Example:SELECT * FROM "wiki"
- This loads all existing data at once.
2. Incremental Load
- Use the same Database Query component.
- Add an appropriate filter clause to load only new/changed data.
Example, using a timestamp column (usually__time
):SELECT * FROM "wiki" WHERE "__time" > TIMESTAMP '2024-06-01 00:00:00' - Incremental conditions should reference a column that identifies new/modified records. Typically,
__time
(TIMESTAMP
) is used.
Read more on incremental load and replication strategies at the Matillion Exchange Article: Incremental Load Data Replication Strategy.
Tip: Use the same query structure for both initial and incremental loads, varying only the presence of the filtering clause in your
WHEREstatement. This promotes reusable, maintainable pipelines.

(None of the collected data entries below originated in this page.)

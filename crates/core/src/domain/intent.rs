use std::fmt;

use serde::{Deserialize, Serialize};

use crate::domain::tenant::TenantId;

#[derive(Clone, Copy, Debug, PartialEq, Eq, Hash, PartialOrd, Ord, Serialize, Deserialize)]
#[serde(transparent)]
pub struct IntentId(pub i64);

impl fmt::Display for IntentId {
    fn fmt(&self, f: &mut fmt::Formatter<'_>) -> fmt::Result {
        write!(f, "{}", self.0)
    }
}

/// A named classification bucket for inbound records. `code` is unique within
/// its tenant.
#[derive(Clone, Debug, PartialEq, Eq, Serialize, Deserialize)]
pub struct Intent {
    pub id: IntentId,
    pub tenant_id: TenantId,
    pub code: String,
    pub display_name: String,
    pub active: bool,
}
use serde::{Deserialize, Serialize};
use thiserror::Error;

/// Stable, machine-readable classification carried on error outcomes.
#[derive(Clone, Copy, Debug, PartialEq, Eq, Hash, Serialize, Deserialize)]
#[serde(rename_all = "snake_case")]
pub enum ErrorKind {
    NotFound,
    MissingField,
    MalformedTemplate,
    UnsupportedValue,
    ConnectionFailed,
    Timeout,
    Malformed,
    Unsupported,
    UnsupportedRuleType,
    InvalidRule,
    Cancelled,
    Catalog,
}

#[derive(Clone, Debug, Error, PartialEq, Eq)]
pub enum RenderError {
    #[error("MissingField: record has no value for `{field}`")]
    MissingField { field: String },
    #[error("MalformedTemplate: {0}")]
    Malformed(String),
    #[error("UnsupportedValue: field `{field}` is not a scalar")]
    UnsupportedValue { field: String },
}

#[derive(Clone, Debug, Error, PartialEq, Eq)]
pub enum AdapterError {
    #[error("ConnectionFailed: {0}")]
    ConnectionFailed(String),
    #[error("Timeout: no response within {after_ms}ms")]
    Timeout { after_ms: u64 },
    #[error("Malformed: {0}")]
    Malformed(String),
    #[error("Unsupported: {0}")]
    Unsupported(String),
}

impl AdapterError {
    /// Transient failures an opt-in retry policy may repeat.
    pub fn is_transient(&self) -> bool {
        matches!(self, Self::Timeout { .. } | Self::ConnectionFailed(_))
    }
}

#[derive(Clone, Debug, Error, PartialEq, Eq)]
#[error("catalog failure: {0}")]
pub struct CatalogError(pub String);

#[derive(Clone, Debug, Error, PartialEq, Eq)]
pub enum ResolveError {
    /// Absent, inactive, or owned by another tenant.
    #[error("NotFound: {entity} `{key}`")]
    NotFound { entity: &'static str, key: String },
    #[error("InvalidRule: {0}")]
    InvalidReference(String),
    #[error(transparent)]
    Catalog(#[from] CatalogError),
}

#[derive(Clone, Debug, Error, PartialEq, Eq)]
pub enum EngineError {
    #[error(transparent)]
    Resolve(#[from] ResolveError),
    #[error(transparent)]
    Render(#[from] RenderError),
    #[error(transparent)]
    Adapter(#[from] AdapterError),
    #[error("UnsupportedRuleType: no custom rule registered for tag `{0}`")]
    UnsupportedRuleType(String),
    #[error("InvalidRule: {0}")]
    InvalidRule(String),
    #[error("Cancelled")]
    Cancelled,
}

impl EngineError {
    pub fn kind(&self) -> ErrorKind {
        match self {
            Self::Resolve(ResolveError::NotFound { .. }) => ErrorKind::NotFound,
            Self::Resolve(ResolveError::InvalidReference(_)) => ErrorKind::InvalidRule,
            Self::Resolve(ResolveError::Catalog(_)) => ErrorKind::Catalog,
            Self::Render(RenderError::MissingField { .. }) => ErrorKind::MissingField,
            Self::Render(RenderError::Malformed(_)) => ErrorKind::MalformedTemplate,
            Self::Render(RenderError::UnsupportedValue { .. }) => ErrorKind::UnsupportedValue,
            Self::Adapter(AdapterError::ConnectionFailed(_)) => ErrorKind::ConnectionFailed,
            Self::Adapter(AdapterError::Timeout { .. }) => ErrorKind::Timeout,
            Self::Adapter(AdapterError::Malformed(_)) => ErrorKind::Malformed,
            Self::Adapter(AdapterError::Unsupported(_)) => ErrorKind::Unsupported,
            Self::UnsupportedRuleType(_) => ErrorKind::UnsupportedRuleType,
            Self::InvalidRule(_) => ErrorKind::InvalidRule,
            Self::Cancelled => ErrorKind::Cancelled,
        }
    }
}
pub mod config;
pub mod doctor;
pub mod migrate;
pub mod probe;
pub mod seed;
pub mod validate;

use eivs_core::config::{AppConfig, LoadOptions};
use serde::Serialize;

#[derive(Debug, Clone)]
pub struct CommandResult {
    pub exit_code: u8,
    pub output: String,
}

#[derive(Debug, Serialize)]
struct CommandOutcome {
    command: String,
    status: String,
    error_class: Option<String>,
    message: String,
}

/// Early-exit failure carried through a command body: error class, message,
/// exit code.
pub(crate) type Failure = (&'static str, String, u8);

impl CommandResult {
    pub fn success(command: &str, message: impl Into<String>) -> Self {
        let payload = CommandOutcome {
            command: command.to_string(),
            status: "ok".to_string(),
            error_class: None,
            message: message.into(),
        };
        Self { exit_code: 0, output: serialize_payload(payload) }
    }

    pub fn failure(
        command: &str,
        error_class: &str,
        message: impl Into<String>,
        exit_code: u8,
    ) -> Self {
        let payload = CommandOutcome {
            command: command.to_string(),
            status: "error".to_string(),
            error_class: Some(error_class.to_string()),
            message: message.into(),
        };
        Self { exit_code, output: serialize_payload(payload) }
    }

    /// Structured report for commands whose output is richer than a message.
    pub fn report<T: Serialize>(command: &str, exit_code: u8, report: &T) -> Self {
        match serde_json::to_string_pretty(report) {
            Ok(output) => Self { exit_code, output },
            Err(error) => Self::failure(command, "serialization", error.to_string(), 1),
        }
    }

    pub(crate) fn from_failure(command: &str, (error_class, message, exit_code): Failure) -> Self {
        Self::failure(command, error_class, message, exit_code)
    }
}

pub(crate) fn load_config(command: &str, options: LoadOptions) -> Result<AppConfig, CommandResult> {
    AppConfig::load(options).map_err(|error| {
        CommandResult::failure(
            command,
            "config_validation",
            format!("configuration issue: {error}"),
            2,
        )
    })
}

pub(crate) fn runtime(command: &str) -> Result<tokio::runtime::Runtime, CommandResult> {
    tokio::runtime::Builder::new_current_thread().enable_all().build().map_err(|error| {
        CommandResult::failure(
            command,
            "runtime_init",
            format!("failed to initialize async runtime: {error}"),
            3,
        )
    })
}

fn serialize_payload(payload: CommandOutcome) -> String {
    serde_json::to_string(&payload).unwrap_or_else(|error| {
        format!(
            "{{\"command\":\"unknown\",\"status\":\"error\",\"error_class\":\"serialization\",\"message\":\"{}\"}}",
            error.to_string().replace('\\', "\\\\").replace('"', "\\\"")
        )
    })
}
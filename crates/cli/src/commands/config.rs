use std::env;
use std::fs;
use std::path::{Path, PathBuf};

use eivs_core::config::LoadOptions;
use toml::Value;

use crate::commands::load_config;

struct Field {
    key_path: &'static str,
    env_keys: &'static [&'static str],
    value: String,
}

pub fn run(options: LoadOptions) -> String {
    let explicit_path = options.config_path.clone();
    let config = match load_config("config", options) {
        Ok(config) => config,
        Err(result) => return result.output,
    };

    let config_file_path = detect_config_path(explicit_path);
    let config_file_doc = load_config_file_doc(config_file_path.as_deref());

    let fields = [
        Field {
            key_path: "database.url",
            env_keys: &["EIVS_DATABASE_URL"],
            value: redact_url(&config.database.url),
        },
        Field {
            key_path: "database.max_connections",
            env_keys: &["EIVS_DATABASE_MAX_CONNECTIONS"],
            value: config.database.max_connections.to_string(),
        },
        Field {
            key_path: "database.timeout_secs",
            env_keys: &["EIVS_DATABASE_TIMEOUT_SECS"],
            value: config.database.timeout_secs.to_string(),
        },
        Field {
            key_path: "engine.adapter_timeout_ms",
            env_keys: &["EIVS_ENGINE_ADAPTER_TIMEOUT_MS"],
            value: config.engine.adapter_timeout_ms.to_string(),
        },
        Field {
            key_path: "engine.max_concurrency",
            env_keys: &["EIVS_ENGINE_MAX_CONCURRENCY"],
            value: config.engine.max_concurrency.to_string(),
        },
        Field {
            key_path: "engine.max_retries",
            env_keys: &["EIVS_ENGINE_MAX_RETRIES"],
            value: config.engine.max_retries.to_string(),
        },
        Field {
            key_path: "engine.default_policy",
            env_keys: &["EIVS_ENGINE_DEFAULT_POLICY"],
            value: config.engine.default_policy.as_str().to_string(),
        },
        Field {
            key_path: "http.user_agent",
            env_keys: &["EIVS_HTTP_USER_AGENT"],
            value: config.http.user_agent.clone(),
        },
        Field {
            key_path: "http.connect_timeout_ms",
            env_keys: &["EIVS_HTTP_CONNECT_TIMEOUT_MS"],
            value: config.http.connect_timeout_ms.to_string(),
        },
        Field {
            key_path: "http.max_body_bytes",
            env_keys: &["EIVS_HTTP_MAX_BODY_BYTES"],
            value: config.http.max_body_bytes.to_string(),
        },
        Field {
            key_path: "logging.level",
            env_keys: &["EIVS_LOGGING_LEVEL", "EIVS_LOG_LEVEL"],
            value: config.logging.level.clone(),
        },
        Field {
            key_path: "logging.format",
            env_keys: &["EIVS_LOGGING_FORMAT", "EIVS_LOG_FORMAT"],
            value: format!("{:?}", config.logging.format).to_ascii_lowercase(),
        },
    ];

    let mut lines = vec!["effective config (source precedence: env > file > default):".to_string()];
    for field in &fields {
        let source = field_source(
            field.key_path,
            field.env_keys,
            config_file_doc.as_ref(),
            config_file_path.as_deref(),
        );
        lines.push(render_line(field.key_path, &field.value, source));
    }

    lines.join("\n")
}

fn detect_config_path(explicit: Option<PathBuf>) -> Option<PathBuf> {
    if let Some(path) = explicit {
        return path.exists().then_some(path);
    }

    let root = PathBuf::from("eivs.toml");
    if root.exists() {
        return Some(root);
    }

    let nested = PathBuf::from("config/eivs.toml");
    if nested.exists() {
        return Some(nested);
    }

    None
}

fn load_config_file_doc(path: Option<&Path>) -> Option<Value> {
    let path = path?;
    let raw = fs::read_to_string(path).ok()?;
    raw.parse::<Value>().ok()
}

fn field_source(
    key_path: &str,
    env_keys: &[&str],
    config_file_doc: Option<&Value>,
    config_file_path: Option<&Path>,
) -> String {
    if let Some(env_key) = env_keys.iter().find(|key| env::var_os(key).is_some()) {
        return format!("env ({env_key})");
    }

    if let Some(doc) = config_file_doc {
        if contains_path(doc, key_path) {
            let file_path = config_file_path
                .map(|path| path.display().to_string())
                .unwrap_or_else(|| "config file".to_string());
            return format!("file ({file_path})");
        }
    }

    "default".to_string()
}

fn contains_path(root: &Value, key_path: &str) -> bool {
    let mut current = root;
    for key in key_path.split('.') {
        let Some(next) = current.get(key) else {
            return false;
        };
        current = next;
    }
    true
}

fn render_line(key: &str, value: &str, source: String) -> String {
    format!("- {key} = {value} (source: {source})")
}

/// Hides a `user:password@` segment in a database url.
fn redact_url(url: &str) -> String {
    let Some((scheme, rest)) = url.split_once("://") else {
        return url.to_string();
    };
    match rest.rsplit_once('@') {
        Some((_, host)) => format!("{scheme}://<redacted>@{host}"),
        None => url.to_string(),
    }
}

Data Integration Architecture
Loading data in advance of integration, as practiced in Extract, Load, Transform (ELT) architectures, allows organizations to divide and conquer the data pipeline by splitting it into two distinct phases: first loading raw data into the target system and then performing integration and transformation as a separate step. This approach not only streamlines the workflow but also facilitates flexibility in data processing. Since data integration inherently requires transformation of data to align disparate sources, transformation pipelines—automated sequences of tasks—provide the most effective and reliable method to execute these operations at scale. Furthermore, a key advantage of ELT architecture within Databricks lies in conducting all transformation and integration activities inside the Databricks database itself. This means that processing can leverage the native scalability and speed of the Databricks platform, allowing for on-demand performance without the cost or complexity of maintaining external processing infrastructure.